● **Exercise directions**:
The lines you need are those holding the word "StdRng"; pull them from the material.
"""
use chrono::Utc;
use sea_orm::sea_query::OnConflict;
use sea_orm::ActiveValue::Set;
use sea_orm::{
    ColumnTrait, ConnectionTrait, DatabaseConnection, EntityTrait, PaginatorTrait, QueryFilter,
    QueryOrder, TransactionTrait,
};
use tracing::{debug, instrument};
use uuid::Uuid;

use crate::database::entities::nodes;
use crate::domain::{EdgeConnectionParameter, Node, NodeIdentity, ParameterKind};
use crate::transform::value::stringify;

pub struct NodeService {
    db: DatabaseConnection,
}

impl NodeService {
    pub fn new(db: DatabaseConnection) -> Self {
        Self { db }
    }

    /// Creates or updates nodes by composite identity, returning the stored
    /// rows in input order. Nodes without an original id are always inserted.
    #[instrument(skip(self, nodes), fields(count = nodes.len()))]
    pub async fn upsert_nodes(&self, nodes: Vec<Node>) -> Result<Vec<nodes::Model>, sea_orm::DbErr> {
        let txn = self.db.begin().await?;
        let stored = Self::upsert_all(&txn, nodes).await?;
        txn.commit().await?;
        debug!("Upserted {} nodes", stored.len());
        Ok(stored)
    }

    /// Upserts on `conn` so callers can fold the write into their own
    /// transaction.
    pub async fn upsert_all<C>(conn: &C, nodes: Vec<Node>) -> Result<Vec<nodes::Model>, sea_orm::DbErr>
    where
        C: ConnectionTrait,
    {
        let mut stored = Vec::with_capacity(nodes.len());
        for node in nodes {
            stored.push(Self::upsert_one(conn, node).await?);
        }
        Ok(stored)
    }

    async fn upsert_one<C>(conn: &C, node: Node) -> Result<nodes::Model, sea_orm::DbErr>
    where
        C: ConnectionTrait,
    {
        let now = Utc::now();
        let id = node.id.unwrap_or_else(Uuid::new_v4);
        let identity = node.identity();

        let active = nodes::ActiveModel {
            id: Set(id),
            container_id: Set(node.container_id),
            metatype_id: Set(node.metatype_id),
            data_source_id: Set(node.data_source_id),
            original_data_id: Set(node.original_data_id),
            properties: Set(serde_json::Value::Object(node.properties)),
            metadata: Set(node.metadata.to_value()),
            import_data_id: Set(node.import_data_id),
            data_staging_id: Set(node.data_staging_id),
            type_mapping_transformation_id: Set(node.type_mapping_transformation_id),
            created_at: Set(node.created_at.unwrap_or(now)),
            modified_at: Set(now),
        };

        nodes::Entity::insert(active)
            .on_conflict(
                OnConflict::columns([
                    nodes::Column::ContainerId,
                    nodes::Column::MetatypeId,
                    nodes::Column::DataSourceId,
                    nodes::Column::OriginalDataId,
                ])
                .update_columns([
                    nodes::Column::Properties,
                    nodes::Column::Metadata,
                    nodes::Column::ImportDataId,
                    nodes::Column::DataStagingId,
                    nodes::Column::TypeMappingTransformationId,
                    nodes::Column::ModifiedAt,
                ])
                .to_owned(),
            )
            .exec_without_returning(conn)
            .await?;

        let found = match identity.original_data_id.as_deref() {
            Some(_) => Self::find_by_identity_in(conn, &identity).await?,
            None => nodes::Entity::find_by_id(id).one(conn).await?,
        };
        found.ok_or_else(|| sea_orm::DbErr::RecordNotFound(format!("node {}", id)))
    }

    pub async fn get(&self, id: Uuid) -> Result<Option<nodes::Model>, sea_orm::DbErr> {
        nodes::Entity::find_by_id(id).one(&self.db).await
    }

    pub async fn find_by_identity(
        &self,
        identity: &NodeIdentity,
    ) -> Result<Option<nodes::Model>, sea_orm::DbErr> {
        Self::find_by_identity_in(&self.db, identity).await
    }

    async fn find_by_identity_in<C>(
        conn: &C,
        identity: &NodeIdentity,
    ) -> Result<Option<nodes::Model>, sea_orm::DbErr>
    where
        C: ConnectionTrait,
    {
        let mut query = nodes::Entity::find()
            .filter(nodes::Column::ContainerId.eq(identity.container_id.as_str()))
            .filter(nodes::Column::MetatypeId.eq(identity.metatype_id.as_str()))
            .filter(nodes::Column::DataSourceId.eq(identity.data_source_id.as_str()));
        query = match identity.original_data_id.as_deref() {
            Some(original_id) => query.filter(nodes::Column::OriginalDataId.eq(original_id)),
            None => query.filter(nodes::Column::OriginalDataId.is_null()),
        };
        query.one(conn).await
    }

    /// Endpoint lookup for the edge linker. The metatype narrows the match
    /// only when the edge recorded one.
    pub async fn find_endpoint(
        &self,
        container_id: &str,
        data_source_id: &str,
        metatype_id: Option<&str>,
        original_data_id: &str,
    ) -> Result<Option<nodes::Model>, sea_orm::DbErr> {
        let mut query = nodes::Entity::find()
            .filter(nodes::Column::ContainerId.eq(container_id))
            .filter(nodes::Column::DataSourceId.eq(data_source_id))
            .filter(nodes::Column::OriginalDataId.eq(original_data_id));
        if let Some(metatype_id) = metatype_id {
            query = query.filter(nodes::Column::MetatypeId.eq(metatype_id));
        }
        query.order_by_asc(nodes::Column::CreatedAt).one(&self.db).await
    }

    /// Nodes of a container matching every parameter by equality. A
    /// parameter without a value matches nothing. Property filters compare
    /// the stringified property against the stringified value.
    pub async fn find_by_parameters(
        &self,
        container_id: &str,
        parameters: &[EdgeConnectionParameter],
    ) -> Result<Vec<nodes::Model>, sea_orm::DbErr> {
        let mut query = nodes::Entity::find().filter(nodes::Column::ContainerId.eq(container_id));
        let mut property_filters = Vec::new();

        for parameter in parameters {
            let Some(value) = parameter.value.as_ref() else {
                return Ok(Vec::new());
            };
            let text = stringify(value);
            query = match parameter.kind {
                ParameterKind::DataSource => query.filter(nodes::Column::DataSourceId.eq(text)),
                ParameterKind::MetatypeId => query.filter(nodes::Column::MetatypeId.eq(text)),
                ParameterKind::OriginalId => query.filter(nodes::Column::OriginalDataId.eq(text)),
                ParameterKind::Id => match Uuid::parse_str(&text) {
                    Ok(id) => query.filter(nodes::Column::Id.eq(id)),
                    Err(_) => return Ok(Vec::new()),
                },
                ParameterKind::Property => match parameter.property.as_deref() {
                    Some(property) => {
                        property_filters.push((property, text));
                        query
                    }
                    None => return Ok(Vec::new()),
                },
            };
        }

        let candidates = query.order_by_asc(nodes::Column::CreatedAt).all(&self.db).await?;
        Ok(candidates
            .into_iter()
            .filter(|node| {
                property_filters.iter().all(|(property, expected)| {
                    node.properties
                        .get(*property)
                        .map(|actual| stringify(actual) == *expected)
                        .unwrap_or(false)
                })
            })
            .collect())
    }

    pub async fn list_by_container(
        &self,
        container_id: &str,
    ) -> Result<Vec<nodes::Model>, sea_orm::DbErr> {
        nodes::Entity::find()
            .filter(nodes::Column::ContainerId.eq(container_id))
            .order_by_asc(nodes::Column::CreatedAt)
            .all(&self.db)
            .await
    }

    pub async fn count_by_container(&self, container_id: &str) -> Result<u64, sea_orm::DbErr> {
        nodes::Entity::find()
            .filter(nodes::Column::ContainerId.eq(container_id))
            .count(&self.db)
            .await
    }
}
"""
"""
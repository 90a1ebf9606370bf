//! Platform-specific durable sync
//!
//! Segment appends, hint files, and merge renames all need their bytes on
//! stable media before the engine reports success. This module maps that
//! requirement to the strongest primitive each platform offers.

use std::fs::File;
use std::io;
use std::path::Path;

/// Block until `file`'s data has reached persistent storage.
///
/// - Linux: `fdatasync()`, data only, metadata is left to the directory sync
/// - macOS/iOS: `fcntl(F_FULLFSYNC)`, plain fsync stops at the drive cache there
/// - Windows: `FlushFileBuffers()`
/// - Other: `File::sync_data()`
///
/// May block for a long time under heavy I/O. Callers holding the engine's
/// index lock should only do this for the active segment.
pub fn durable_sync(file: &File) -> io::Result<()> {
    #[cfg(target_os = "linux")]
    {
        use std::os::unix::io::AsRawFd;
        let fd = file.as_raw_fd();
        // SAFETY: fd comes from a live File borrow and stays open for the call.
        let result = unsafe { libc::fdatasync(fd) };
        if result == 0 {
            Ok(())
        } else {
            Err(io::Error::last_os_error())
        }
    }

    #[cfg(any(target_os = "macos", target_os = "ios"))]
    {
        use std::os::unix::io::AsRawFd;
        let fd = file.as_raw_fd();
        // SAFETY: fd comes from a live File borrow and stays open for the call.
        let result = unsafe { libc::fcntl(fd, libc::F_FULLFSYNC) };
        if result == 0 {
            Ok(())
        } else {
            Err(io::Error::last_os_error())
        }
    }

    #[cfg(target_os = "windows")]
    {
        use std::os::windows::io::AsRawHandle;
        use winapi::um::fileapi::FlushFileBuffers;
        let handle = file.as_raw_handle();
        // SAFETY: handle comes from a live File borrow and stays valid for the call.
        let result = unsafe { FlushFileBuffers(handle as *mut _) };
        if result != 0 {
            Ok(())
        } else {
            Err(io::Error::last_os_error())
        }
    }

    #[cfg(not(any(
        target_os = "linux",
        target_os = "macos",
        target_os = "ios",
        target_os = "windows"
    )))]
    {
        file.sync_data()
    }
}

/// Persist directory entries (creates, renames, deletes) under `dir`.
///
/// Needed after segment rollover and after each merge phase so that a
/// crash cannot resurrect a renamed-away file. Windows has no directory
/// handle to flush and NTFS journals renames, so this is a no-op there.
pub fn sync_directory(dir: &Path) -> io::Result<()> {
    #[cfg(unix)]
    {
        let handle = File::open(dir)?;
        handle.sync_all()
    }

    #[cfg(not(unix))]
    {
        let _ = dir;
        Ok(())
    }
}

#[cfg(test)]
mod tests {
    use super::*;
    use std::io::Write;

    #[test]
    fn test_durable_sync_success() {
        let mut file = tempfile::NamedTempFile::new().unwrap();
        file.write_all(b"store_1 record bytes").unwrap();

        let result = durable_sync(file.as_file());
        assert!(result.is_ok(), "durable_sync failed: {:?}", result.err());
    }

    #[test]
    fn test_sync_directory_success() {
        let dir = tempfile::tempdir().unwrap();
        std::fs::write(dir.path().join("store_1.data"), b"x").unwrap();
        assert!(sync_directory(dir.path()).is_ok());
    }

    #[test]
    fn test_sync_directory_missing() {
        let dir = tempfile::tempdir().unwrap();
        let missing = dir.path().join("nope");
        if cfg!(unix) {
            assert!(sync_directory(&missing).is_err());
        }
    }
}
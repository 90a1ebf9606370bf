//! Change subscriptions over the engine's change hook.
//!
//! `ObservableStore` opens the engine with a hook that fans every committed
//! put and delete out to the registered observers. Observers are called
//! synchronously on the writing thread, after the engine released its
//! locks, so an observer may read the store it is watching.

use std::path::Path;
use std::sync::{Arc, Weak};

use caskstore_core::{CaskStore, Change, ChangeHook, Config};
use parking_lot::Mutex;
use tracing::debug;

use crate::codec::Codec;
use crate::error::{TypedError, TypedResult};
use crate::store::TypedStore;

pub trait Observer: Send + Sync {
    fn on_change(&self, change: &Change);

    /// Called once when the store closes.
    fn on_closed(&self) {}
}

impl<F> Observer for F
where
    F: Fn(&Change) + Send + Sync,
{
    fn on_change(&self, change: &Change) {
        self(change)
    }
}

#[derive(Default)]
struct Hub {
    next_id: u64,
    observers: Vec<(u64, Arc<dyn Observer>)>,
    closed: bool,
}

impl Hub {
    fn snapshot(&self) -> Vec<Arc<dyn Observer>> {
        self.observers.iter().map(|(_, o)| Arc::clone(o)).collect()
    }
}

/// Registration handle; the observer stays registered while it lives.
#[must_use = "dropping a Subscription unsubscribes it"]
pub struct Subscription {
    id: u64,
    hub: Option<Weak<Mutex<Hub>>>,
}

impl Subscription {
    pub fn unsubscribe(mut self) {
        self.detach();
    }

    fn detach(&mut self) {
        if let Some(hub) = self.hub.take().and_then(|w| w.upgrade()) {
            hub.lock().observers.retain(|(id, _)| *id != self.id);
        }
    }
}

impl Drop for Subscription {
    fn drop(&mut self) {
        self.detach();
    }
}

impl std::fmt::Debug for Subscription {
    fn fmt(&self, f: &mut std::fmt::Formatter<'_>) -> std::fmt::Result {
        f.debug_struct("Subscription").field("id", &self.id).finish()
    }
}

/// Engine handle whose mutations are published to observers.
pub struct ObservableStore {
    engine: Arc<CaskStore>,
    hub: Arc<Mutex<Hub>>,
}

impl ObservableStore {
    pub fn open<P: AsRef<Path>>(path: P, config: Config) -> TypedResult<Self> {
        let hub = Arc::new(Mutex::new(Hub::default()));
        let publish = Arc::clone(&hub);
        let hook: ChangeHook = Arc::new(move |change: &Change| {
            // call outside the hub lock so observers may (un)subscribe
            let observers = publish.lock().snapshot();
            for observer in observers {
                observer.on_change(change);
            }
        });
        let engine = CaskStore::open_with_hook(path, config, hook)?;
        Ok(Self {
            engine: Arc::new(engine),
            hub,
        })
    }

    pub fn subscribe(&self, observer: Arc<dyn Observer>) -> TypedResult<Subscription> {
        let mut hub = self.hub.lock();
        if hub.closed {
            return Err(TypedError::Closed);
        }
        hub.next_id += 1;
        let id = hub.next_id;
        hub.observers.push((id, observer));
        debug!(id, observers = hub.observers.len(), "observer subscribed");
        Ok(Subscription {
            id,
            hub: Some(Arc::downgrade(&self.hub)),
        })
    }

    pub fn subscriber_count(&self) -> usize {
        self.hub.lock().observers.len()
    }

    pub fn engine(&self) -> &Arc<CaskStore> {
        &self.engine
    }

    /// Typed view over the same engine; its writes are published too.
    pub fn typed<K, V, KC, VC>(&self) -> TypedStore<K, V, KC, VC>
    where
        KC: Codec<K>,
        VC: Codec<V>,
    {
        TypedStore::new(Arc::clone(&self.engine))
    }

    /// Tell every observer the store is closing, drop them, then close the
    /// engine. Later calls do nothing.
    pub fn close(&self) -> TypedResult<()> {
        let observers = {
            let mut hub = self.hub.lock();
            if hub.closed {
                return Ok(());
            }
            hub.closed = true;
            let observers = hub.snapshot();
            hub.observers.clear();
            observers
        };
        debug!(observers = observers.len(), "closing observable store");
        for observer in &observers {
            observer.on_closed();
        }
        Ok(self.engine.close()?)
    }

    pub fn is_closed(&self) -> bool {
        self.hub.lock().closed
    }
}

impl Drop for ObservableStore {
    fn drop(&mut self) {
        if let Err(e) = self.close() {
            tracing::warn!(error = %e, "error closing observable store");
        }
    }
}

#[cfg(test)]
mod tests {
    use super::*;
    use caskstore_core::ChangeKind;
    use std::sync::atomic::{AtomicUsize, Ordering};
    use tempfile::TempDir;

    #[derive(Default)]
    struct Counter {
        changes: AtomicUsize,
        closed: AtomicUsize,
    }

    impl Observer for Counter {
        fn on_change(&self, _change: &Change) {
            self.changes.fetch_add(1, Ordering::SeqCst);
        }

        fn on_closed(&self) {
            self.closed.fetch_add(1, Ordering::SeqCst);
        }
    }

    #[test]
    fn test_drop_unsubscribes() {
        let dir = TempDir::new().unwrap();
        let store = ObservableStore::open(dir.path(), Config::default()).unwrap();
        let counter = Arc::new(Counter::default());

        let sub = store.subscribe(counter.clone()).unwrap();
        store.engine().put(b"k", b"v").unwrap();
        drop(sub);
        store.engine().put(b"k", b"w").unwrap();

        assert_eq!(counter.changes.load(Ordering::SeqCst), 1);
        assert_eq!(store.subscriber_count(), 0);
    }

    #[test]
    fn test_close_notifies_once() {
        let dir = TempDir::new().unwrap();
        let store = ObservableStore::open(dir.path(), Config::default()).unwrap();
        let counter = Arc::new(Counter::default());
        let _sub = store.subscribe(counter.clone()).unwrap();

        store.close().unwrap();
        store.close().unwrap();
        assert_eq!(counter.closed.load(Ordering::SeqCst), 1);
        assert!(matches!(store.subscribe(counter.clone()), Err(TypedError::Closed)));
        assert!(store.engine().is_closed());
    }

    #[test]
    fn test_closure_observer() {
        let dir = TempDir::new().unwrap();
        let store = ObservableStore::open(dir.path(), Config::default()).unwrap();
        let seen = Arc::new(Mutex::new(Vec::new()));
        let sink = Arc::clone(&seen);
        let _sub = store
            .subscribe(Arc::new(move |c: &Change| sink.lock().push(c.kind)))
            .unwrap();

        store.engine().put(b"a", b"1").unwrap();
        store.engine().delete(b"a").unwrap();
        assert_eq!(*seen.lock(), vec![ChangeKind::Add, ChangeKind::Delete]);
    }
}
"""
"""
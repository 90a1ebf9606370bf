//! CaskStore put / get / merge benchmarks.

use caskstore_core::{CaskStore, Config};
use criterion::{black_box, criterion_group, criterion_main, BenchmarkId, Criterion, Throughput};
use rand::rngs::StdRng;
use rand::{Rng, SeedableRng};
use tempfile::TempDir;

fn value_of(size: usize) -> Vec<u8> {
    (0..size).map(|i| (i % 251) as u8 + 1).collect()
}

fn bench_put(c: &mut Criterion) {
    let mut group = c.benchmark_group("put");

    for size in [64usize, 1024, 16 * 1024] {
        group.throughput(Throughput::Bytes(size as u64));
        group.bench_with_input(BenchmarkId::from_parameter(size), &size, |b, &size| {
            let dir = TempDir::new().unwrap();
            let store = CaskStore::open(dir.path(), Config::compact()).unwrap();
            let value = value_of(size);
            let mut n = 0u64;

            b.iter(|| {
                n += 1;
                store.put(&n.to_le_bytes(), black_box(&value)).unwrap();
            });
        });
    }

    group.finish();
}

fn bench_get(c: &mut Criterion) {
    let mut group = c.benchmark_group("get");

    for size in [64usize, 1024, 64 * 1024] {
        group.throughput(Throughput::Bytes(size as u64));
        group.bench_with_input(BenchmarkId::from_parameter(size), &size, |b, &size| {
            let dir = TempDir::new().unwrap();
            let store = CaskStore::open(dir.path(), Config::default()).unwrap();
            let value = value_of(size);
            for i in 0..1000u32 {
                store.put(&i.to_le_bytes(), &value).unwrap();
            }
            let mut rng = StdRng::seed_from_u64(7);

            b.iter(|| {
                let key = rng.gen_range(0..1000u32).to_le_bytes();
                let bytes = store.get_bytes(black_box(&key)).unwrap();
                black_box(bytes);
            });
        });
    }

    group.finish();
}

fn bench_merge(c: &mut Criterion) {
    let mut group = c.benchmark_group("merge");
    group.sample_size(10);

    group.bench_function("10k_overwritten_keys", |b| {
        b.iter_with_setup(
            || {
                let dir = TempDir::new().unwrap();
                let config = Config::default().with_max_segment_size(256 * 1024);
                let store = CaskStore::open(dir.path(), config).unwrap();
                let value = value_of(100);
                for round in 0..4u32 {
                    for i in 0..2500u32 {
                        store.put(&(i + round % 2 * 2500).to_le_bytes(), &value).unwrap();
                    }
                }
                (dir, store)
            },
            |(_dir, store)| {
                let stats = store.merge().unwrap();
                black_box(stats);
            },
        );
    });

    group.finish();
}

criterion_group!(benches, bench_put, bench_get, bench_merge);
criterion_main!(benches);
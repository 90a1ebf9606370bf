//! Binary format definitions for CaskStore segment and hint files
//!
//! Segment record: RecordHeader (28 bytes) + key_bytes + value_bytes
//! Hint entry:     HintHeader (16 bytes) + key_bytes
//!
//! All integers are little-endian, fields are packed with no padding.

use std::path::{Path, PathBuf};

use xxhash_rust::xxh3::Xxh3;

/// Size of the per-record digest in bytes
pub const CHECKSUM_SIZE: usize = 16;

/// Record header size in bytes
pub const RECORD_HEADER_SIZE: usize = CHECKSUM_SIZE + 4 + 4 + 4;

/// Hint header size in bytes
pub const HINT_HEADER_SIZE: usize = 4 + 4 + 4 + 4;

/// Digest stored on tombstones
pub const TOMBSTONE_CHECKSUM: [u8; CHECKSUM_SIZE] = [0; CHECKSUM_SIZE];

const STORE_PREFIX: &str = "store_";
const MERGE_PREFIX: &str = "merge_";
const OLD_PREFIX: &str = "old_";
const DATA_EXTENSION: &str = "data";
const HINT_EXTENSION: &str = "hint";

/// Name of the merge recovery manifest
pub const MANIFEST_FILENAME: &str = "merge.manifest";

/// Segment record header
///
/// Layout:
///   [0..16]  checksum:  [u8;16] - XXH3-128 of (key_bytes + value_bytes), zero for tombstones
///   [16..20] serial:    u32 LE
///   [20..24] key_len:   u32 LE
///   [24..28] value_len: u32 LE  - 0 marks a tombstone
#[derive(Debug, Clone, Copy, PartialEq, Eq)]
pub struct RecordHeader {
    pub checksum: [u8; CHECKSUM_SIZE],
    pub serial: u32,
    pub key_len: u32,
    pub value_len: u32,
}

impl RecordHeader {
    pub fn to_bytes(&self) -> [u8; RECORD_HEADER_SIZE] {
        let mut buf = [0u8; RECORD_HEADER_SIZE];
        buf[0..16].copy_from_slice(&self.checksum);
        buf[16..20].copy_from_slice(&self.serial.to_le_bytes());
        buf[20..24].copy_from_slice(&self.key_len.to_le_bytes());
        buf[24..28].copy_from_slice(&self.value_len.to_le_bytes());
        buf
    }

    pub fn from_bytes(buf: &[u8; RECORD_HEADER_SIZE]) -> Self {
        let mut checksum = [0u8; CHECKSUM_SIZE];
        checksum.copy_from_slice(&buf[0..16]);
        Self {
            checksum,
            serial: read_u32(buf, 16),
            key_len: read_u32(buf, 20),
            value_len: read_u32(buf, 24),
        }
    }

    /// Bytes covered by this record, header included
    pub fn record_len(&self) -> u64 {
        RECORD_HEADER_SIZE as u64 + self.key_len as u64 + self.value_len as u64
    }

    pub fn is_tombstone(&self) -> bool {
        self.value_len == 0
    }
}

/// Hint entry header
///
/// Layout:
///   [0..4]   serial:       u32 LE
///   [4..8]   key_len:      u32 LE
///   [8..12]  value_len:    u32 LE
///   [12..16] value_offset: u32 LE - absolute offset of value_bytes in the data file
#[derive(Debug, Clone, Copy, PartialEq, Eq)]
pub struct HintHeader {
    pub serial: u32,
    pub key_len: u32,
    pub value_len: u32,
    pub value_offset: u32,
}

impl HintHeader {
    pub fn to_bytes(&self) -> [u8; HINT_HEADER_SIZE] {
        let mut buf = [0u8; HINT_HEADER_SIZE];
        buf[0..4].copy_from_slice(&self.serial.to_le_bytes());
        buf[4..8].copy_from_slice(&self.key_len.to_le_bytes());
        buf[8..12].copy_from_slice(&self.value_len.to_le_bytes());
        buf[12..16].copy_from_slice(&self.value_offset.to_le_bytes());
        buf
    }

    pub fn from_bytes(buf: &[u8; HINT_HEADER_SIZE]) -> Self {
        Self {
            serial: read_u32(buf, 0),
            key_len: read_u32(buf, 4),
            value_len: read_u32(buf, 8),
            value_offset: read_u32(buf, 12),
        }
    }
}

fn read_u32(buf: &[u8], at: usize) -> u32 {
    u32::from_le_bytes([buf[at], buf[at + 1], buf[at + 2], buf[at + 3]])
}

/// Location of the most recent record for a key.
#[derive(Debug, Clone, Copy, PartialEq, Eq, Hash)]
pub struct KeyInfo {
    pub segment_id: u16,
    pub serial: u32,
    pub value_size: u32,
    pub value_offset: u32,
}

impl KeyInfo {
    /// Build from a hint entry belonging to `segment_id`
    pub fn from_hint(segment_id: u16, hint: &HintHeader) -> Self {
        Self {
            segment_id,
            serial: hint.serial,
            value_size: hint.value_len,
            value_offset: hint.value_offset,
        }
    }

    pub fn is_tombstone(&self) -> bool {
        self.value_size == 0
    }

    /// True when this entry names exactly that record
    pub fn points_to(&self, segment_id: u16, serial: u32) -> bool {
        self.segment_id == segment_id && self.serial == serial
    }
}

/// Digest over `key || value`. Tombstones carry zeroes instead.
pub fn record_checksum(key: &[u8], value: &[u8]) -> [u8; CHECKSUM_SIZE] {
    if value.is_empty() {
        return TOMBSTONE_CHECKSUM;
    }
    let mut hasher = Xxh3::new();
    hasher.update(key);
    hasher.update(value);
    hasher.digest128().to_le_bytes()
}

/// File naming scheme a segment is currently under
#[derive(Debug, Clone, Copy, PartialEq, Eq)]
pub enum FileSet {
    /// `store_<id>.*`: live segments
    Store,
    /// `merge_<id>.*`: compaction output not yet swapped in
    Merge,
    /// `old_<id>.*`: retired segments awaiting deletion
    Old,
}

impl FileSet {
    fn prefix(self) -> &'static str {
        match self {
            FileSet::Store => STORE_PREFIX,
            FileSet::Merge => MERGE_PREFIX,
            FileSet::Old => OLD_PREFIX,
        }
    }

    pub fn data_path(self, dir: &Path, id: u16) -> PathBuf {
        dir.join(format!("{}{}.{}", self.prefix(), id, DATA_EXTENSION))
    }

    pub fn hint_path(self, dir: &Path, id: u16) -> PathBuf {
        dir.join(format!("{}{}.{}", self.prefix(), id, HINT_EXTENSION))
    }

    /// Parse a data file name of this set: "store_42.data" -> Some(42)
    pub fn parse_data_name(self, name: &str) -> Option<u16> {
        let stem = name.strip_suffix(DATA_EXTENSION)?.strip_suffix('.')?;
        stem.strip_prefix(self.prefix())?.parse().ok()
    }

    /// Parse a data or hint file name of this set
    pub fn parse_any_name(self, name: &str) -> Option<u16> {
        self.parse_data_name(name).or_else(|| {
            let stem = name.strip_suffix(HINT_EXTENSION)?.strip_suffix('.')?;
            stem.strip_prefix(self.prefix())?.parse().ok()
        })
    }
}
"""
● **The answer**:
use rand::rngs::StdRng;
            let mut rng = StdRng::seed_from_u64(7);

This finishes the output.